Sie steht mitten im Raum, groß, schlank und
aufrecht, eine der schillerndsten Figuren der Verlagswelt, eine elegante Frau. Mit ihrem Ex-Mann
Benedikt Taschen hat sie aus dem Nichts ein kleines Imperium geschaffen: Erschwingliche Bildbände über Kunst waren der Start, heute ist von
Architektur bis Porno alles im Angebot. Wahllos?

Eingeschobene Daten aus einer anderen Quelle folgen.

//! Typed error definitions for the reconnecting socket.
//!
//! [`RewsError`] covers the few places where the socket reports misuse to the
//! caller. Transport failures are never surfaced here: they are absorbed by the
//! reconnect loop and only reported through the `Error` event handler.

use thiserror::Error;

/// Errors returned by [`ReconnectingSocket`](crate::ReconnectingSocket) and the
/// configuration loader.
#[derive(Debug, Error)]
pub enum RewsError {
    /// Missing or invalid configuration (no URL, inverted delay bounds, ...).
    #[error("config error: {0}")]
    Config(String),

    /// WebSocket request construction or handshake error.
    #[error("websocket error: {0}")]
    WebSocket(String),

    /// The socket was stopped and cannot be started again.
    #[error("socket stopped")]
    Stopped,
}

/// Convenience alias used across the crate.
pub type Result<T> = std::result::Result<T, RewsError>;
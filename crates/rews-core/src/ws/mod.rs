//! WebSocket transport seam and the reconnecting socket built on top of it.

pub mod event;
pub mod socket;
pub mod transport;
pub mod tungstenite;

pub use event::{BinaryConsumer, EventHandler, ReconnectedHook, SocketEvent, TextConsumer};
pub use socket::{ReconnectingSocket, SocketState};
pub use transport::{ConnectRequest, Connection, ConnectionHandle, Transport, TransportEvents};
pub use tungstenite::TungsteniteTransport;
//! Logging initialization using the `tracing` ecosystem.
//!
//! Console output is always human-readable. An optional daily-rotating file
//! (via `tracing-appender`) can be written as plain text or JSON lines.
//! `RUST_LOG` overrides the configured level.

use tracing_subscriber::{EnvFilter, fmt, layer::SubscriberExt, util::SubscriberInitExt};

/// Resolved logging settings (CLI flags layered over the config file).
#[derive(Debug, Clone)]
pub struct LogSettings {
    /// Default level if `RUST_LOG` is not set (e.g. `"info"`).
    pub level: String,
    /// Directory for daily-rotating log files.
    pub dir: Option<String>,
    /// Log file prefix.
    pub module_name: String,
    /// Write the file layer as JSON lines.
    pub json: bool,
}

impl Default for LogSettings {
    fn default() -> Self {
        Self { level: "info".to_string(), dir: None, module_name: "rews".to_string(), json: false }
    }
}

/// Install the global tracing subscriber.
///
/// Should be called once at program start; later calls are ignored and the
/// first subscriber stays installed.
pub fn init_logging(settings: &LogSettings) {
    let env_filter =
        EnvFilter::try_from_default_env().unwrap_or_else(|_| EnvFilter::new(&settings.level));

    let console_layer = fmt::layer().with_target(true).with_thread_ids(true).with_ansi(true);
    let registry = tracing_subscriber::registry().with(env_filter).with(console_layer);

    let result = match settings.dir.as_deref() {
        Some(dir) => {
            let file_appender = tracing_appender::rolling::daily(dir, &settings.module_name);
            let file_layer = fmt::layer().with_writer(file_appender).with_ansi(false).with_target(true);
            if settings.json {
                registry.with(file_layer.json()).try_init()
            } else {
                registry.with(file_layer.with_thread_ids(true)).try_init()
            }
        }
        None => registry.try_init(),
    };

    if let Err(e) = result {
        tracing::debug!("logging already initialized: {e}");
    }
}
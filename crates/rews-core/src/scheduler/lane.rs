//! Tokio-backed [`Scheduler`] with a single execution lane.
//!
//! Timers are plain tokio tasks that only *wait*; when a timer fires it pushes
//! its job onto one unbounded channel drained by a single lane task, which is
//! the only place jobs execute. Shutdown is broadcast over a `watch` channel.

use std::time::Duration;

use tokio::runtime::Handle;
use tokio::sync::{mpsc, watch};
use tracing::{debug, info, warn};

use super::{RepeatingTask, Scheduler, Task, TimerHandle};
use crate::error::{Result, RewsError};

enum JobKind {
    Once(Task),
    Tick(RepeatingTask),
}

struct Job {
    timer: TimerHandle,
    kind: JobKind,
}

/// Single-lane scheduler running on a tokio runtime.
pub struct TokioScheduler {
    runtime: Handle,
    lane_tx: mpsc::UnboundedSender<Job>,
    shutdown_tx: watch::Sender<bool>,
}

impl TokioScheduler {
    /// Create a scheduler and spawn its lane task on `runtime`.
    pub fn new(runtime: Handle) -> Self {
        let (lane_tx, lane_rx) = mpsc::unbounded_channel();
        let (shutdown_tx, shutdown_rx) = watch::channel(false);

        runtime.spawn(lane_loop(lane_rx, shutdown_rx));

        Self { runtime, lane_tx, shutdown_tx }
    }

    /// Create a scheduler on the runtime of the calling context.
    pub fn try_current() -> Result<Self> {
        let runtime = Handle::try_current()
            .map_err(|e| RewsError::Config(format!("no tokio runtime for scheduler: {e}")))?;
        Ok(Self::new(runtime))
    }

    fn is_shut_down(&self) -> bool {
        *self.shutdown_tx.borrow()
    }
}

impl Scheduler for TokioScheduler {
    fn schedule_once(&self, delay: Duration, task: Task) -> TimerHandle {
        if self.is_shut_down() {
            return TimerHandle::cancelled();
        }

        let timer = TimerHandle::new();
        let job_timer = timer.clone();
        let lane_tx = self.lane_tx.clone();
        let mut shutdown_rx = self.shutdown_tx.subscribe();

        self.runtime.spawn(async move {
            tokio::select! {
                _ = tokio::time::sleep(delay) => {
                    if !job_timer.is_cancelled() {
                        let _ = lane_tx.send(Job { timer: job_timer, kind: JobKind::Once(task) });
                    }
                }
                _ = job_timer.wait_cancelled() => {}
                _ = shutdown_rx.changed() => {}
            }
        });

        timer
    }

    fn schedule_repeating(&self, period: Duration, task: RepeatingTask) -> TimerHandle {
        if self.is_shut_down() {
            return TimerHandle::cancelled();
        }
        if period.is_zero() {
            warn!("[scheduler] refusing repeating timer with zero period");
            return TimerHandle::cancelled();
        }

        let timer = TimerHandle::new();
        let job_timer = timer.clone();
        let lane_tx = self.lane_tx.clone();
        let mut shutdown_rx = self.shutdown_tx.subscribe();

        self.runtime.spawn(async move {
            let mut interval = tokio::time::interval_at(tokio::time::Instant::now() + period, period);
            loop {
                tokio::select! {
                    _ = interval.tick() => {
                        if job_timer.is_cancelled() {
                            return;
                        }
                        let job = Job { timer: job_timer.clone(), kind: JobKind::Tick(task.clone()) };
                        if lane_tx.send(job).is_err() {
                            return;
                        }
                    }
                    _ = job_timer.wait_cancelled() => return,
                    _ = shutdown_rx.changed() => return,
                }
            }
        });

        timer
    }

    fn shutdown(&self) {
        if !self.shutdown_tx.send_replace(true) {
            info!("[scheduler] shutdown");
        }
    }
}

impl Drop for TokioScheduler {
    fn drop(&mut self) {
        self.shutdown();
    }
}

/// Drain the job channel one job at a time until shutdown.
async fn lane_loop(mut lane_rx: mpsc::UnboundedReceiver<Job>, mut shutdown_rx: watch::Receiver<bool>) {
    loop {
        tokio::select! {
            biased;

            _ = shutdown_rx.changed() => {
                debug!("[scheduler] lane stopped");
                return;
            }

            job = lane_rx.recv() => {
                let Some(job) = job else { return };
                // A timer may be cancelled between firing and running.
                if job.timer.is_cancelled() {
                    continue;
                }
                match job.kind {
                    JobKind::Once(task) => task(),
                    JobKind::Tick(task) => task(),
                }
            }
        }
    }
}

#[cfg(test)]
mod tests {
    use super::*;
    use std::sync::Arc;
    use std::sync::atomic::{AtomicUsize, Ordering};

    #[tokio::test]
    async fn once_runs_after_delay() {
        let scheduler = TokioScheduler::try_current().unwrap();
        let (tx, rx) = tokio::sync::oneshot::channel();

        scheduler.schedule_once(Duration::from_millis(20), Box::new(move || {
            let _ = tx.send(());
        }));

        tokio::time::timeout(Duration::from_secs(2), rx).await.unwrap().unwrap();
    }

    #[tokio::test]
    async fn cancelled_once_never_runs() {
        let scheduler = TokioScheduler::try_current().unwrap();
        let hits = Arc::new(AtomicUsize::new(0));
        let h = hits.clone();

        let timer = scheduler.schedule_once(Duration::from_millis(20), Box::new(move || {
            h.fetch_add(1, Ordering::SeqCst);
        }));
        timer.cancel();
        timer.cancel();

        tokio::time::sleep(Duration::from_millis(100)).await;
        assert_eq!(hits.load(Ordering::SeqCst), 0);
    }

    #[tokio::test]
    async fn repeating_ticks_until_cancelled() {
        let scheduler = TokioScheduler::try_current().unwrap();
        let hits = Arc::new(AtomicUsize::new(0));
        let h = hits.clone();

        let timer = scheduler.schedule_repeating(Duration::from_millis(10), Arc::new(move || {
            h.fetch_add(1, Ordering::SeqCst);
        }));

        tokio::time::sleep(Duration::from_millis(100)).await;
        timer.cancel();
        let seen = hits.load(Ordering::SeqCst);
        assert!(seen >= 2, "expected several ticks, got {seen}");

        tokio::time::sleep(Duration::from_millis(50)).await;
        assert_eq!(hits.load(Ordering::SeqCst), seen);
    }

    #[tokio::test]
    async fn zero_period_is_refused() {
        let scheduler = TokioScheduler::try_current().unwrap();
        let hits = Arc::new(AtomicUsize::new(0));
        let h = hits.clone();

        let timer = scheduler.schedule_repeating(Duration::ZERO, Arc::new(move || {
            h.fetch_add(1, Ordering::SeqCst);
        }));
        assert!(timer.is_cancelled());

        // The lane keeps working afterwards.
        let (tx, rx) = tokio::sync::oneshot::channel();
        scheduler.schedule_once(Duration::from_millis(10), Box::new(move || {
            let _ = tx.send(());
        }));
        tokio::time::timeout(Duration::from_secs(2), rx).await.unwrap().unwrap();
        assert_eq!(hits.load(Ordering::SeqCst), 0);
    }

    #[tokio::test]
    async fn shutdown_refuses_new_timers() {
        let scheduler = TokioScheduler::try_current().unwrap();
        let hits = Arc::new(AtomicUsize::new(0));
        let h = hits.clone();

        let pending = scheduler.schedule_once(Duration::from_millis(30), Box::new(move || {
            h.fetch_add(1, Ordering::SeqCst);
        }));
        scheduler.shutdown();
        scheduler.shutdown();

        let late = scheduler.schedule_once(Duration::ZERO, Box::new(|| {}));
        assert!(late.is_cancelled());
        assert!(!pending.is_cancelled());

        tokio::time::sleep(Duration::from_millis(80)).await;
        assert_eq!(hits.load(Ordering::SeqCst), 0);
    }
}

„Wir machen nur das, was uns Spaß macht und
woran wir glauben“, sagt die Neu-Berlinerin.
G
Selbstverständlich, echt, glaubwürdig
Angelika Taschens größter Spaß sind Kunst und
Interieur Und so verwundert es nicht, dass sie
nach der Trennung von ihrem Mann innerhalb
des Verlages für diese Themen zuständig ist. Immerhin hat Frau Doktor ihren Titel auch in Kunstgeschichte erworben. Die Kosmopolitin ist also
die beste Ansprechpartnerin für eine Stilfrage,
die von Hochglanzzeitschriften zum Trend erhoben wird: Kunst und Kneipen – um es profan zu
formulieren. „So neu ist das Thema ja nicht, immerhin hat schon Gaugin in der Bretagne ein Restaurant ausgemalt. Und das war 1888“, sagt Angelika Taschen.

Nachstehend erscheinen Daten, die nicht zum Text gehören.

//! Transport abstraction: the leaf dependency that actually speaks WebSocket.
//!
//! A [`Transport`] opens one physical connection per call and reports its
//! lifecycle through a [`TransportEvents`] callback set. The reconnecting
//! socket never touches frames or sockets directly; everything goes through
//! these traits, so tests can substitute a scripted transport.

use std::collections::HashMap;
use std::sync::Arc;

/// Close code for a normal, caller-initiated closure.
pub const NORMAL_CLOSURE: u16 = 1000;

/// Everything needed to (re)open a connection.
#[derive(Debug, Clone, PartialEq, Eq)]
pub struct ConnectRequest {
    /// Full WebSocket URL (e.g. `wss://example.com/ws`).
    pub url: String,
    /// Extra HTTP headers for the handshake.
    pub headers: HashMap<String, String>,
}

impl ConnectRequest {
    pub fn new(url: impl Into<String>) -> Self {
        Self { url: url.into(), headers: HashMap::new() }
    }
}

/// A single physical connection returned by [`Transport::open`].
///
/// All methods are non-blocking. Sends are best-effort: `false` means the
/// payload was not accepted (not yet open, already closed, or queue gone).
pub trait Connection: Send + Sync {
    /// Transport-assigned identifier, used in log lines.
    fn id(&self) -> u64;
    /// The request this connection was opened from.
    fn request(&self) -> &ConnectRequest;
    fn send_text(&self, text: &str) -> bool;
    fn send_binary(&self, data: &[u8]) -> bool;
    /// Start a close handshake. Returns `false` if the connection is already gone.
    fn close(&self, code: u16, reason: &str) -> bool;
}

/// Shared handle to a live connection.
pub type ConnectionHandle = Arc<dyn Connection>;

/// Lifecycle callbacks delivered by a transport.
///
/// Every method has an empty default so that external listeners only need
/// to override the events they care about. For one connection `on_open`
/// always precedes the other events.
#[allow(unused_variables)]
pub trait TransportEvents: Send + Sync {
    fn on_open(&self, conn: &ConnectionHandle) {}
    fn on_text(&self, conn: &ConnectionHandle, text: &str) {}
    fn on_binary(&self, conn: &ConnectionHandle, data: &[u8]) {}
    /// The peer sent a close frame; the handshake is not finished yet.
    fn on_closing(&self, conn: &ConnectionHandle, code: u16, reason: &str) {}
    /// The connection is fully closed.
    fn on_closed(&self, conn: &ConnectionHandle, code: u16, reason: &str) {}
    /// Handshake or I/O failure. Terminal for this connection.
    fn on_failure(&self, conn: &ConnectionHandle, error: &str) {}
}

/// Opens physical WebSocket connections.
pub trait Transport: Send + Sync {
    /// Begin opening a connection. Must return immediately; the outcome is
    /// reported through `events`.
    fn open(&self, request: ConnectRequest, events: Arc<dyn TransportEvents>) -> ConnectionHandle;
}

Dann legt sie sich zum Fotografieren in die
Mündung einer der drei Rutschen und amüsiert
sich über die Zuschauer. Sie demonstriert souverän eine Lässigkeit, für die auch das Unternehmen bekannt ist. Grenzüberschreitung als Selbstverständnis. Sogar bis zur Nacktheit. In dem englischen Magazin „I.D.“ war das Paar entblößt
beim Rollenspiel abgebildet. Ist ihr das heute
peinlich? „Die Fotos hat ein Freund gemacht“,
sagt sie. Der Freund ist kein Geringerer als der
schrille Porträt-Fotograf David LaChapelle. „Und
wir haben uns ja nicht sofort ausgezogen. Das entwickelte sich während des Shootings“, fährt sie
fort und erklärt dann, dass es in dem Moment
eine große Selbstverständlichkeit hatte.
Selbstverständlich, echt, glaubwürdig – das
sind die Koordinaten, die in Angelika Taschens
Welt von Bedeutung sind. Neudeutsch kann das
mit „authentisch“ übersetzt werden. „Und da
hakt es ja oft in der Umsetzung, wenn es um Kon-
zept-Gastronomie geht“, sagt die Kennerin. „Ich
kann Reißbrett-Ästhetik und gewollte Coolness
nicht ausstehen“, sagt sie.
Schon deshalb ist eines ihrer Lieblingsrestaurants die Paris-Bar in Berlin. „Hier ist nichts prätentiös. Die Speisen nicht und die Atmosphäre
auch nicht. Trotzdem ist hier alles hochwertig.
Das liegt am „Händchen“ der Macher und an der
Mischung von Interieur, Kunst und Publikum.“
Michael Würthle, einer der beiden Besitzer, beschreibt sein Konzept folgendermaßen: „Wir
wollten ein Refugium schaffen für Leute, bei denen ein Blick genügt, eine Geste und die Art, wie
sie sich setzen, um festzustellen, dass man eine
Ähnlichkeit der Auffassung besitzt.“
Ein Konzept, das Taschen gut gefällt, wenn es
sich auch unter ästhetischen Gesichtspunkten erfüllt. „Der Gast, der malt, der Künstler, der zum
Freund des Hauses wird, wird zum Gestalter des
Raumes. Das war bei der Paris-Bar Martin Kippenberger, der prägend wirkte. Sogar die Art, wie
die Gemälde, Fotos und Kollagen gehängt sind, es
nennt sich Petersburger-Hängung, stammt von
ihm. Ein scheinbares Durcheinander, das aber in
sich stimmig ist.“
Eine Aussage, die unterstreicht, dass man es
mit einer Frau zu tun hat, die nicht die Übersicht
verliert. Sie lese auch jede Zeile in jedem Buch,
das der Taschen-Verlag herausgibt. Denn sie will
wenigstens wissen, wenn es nicht richtig gut ist.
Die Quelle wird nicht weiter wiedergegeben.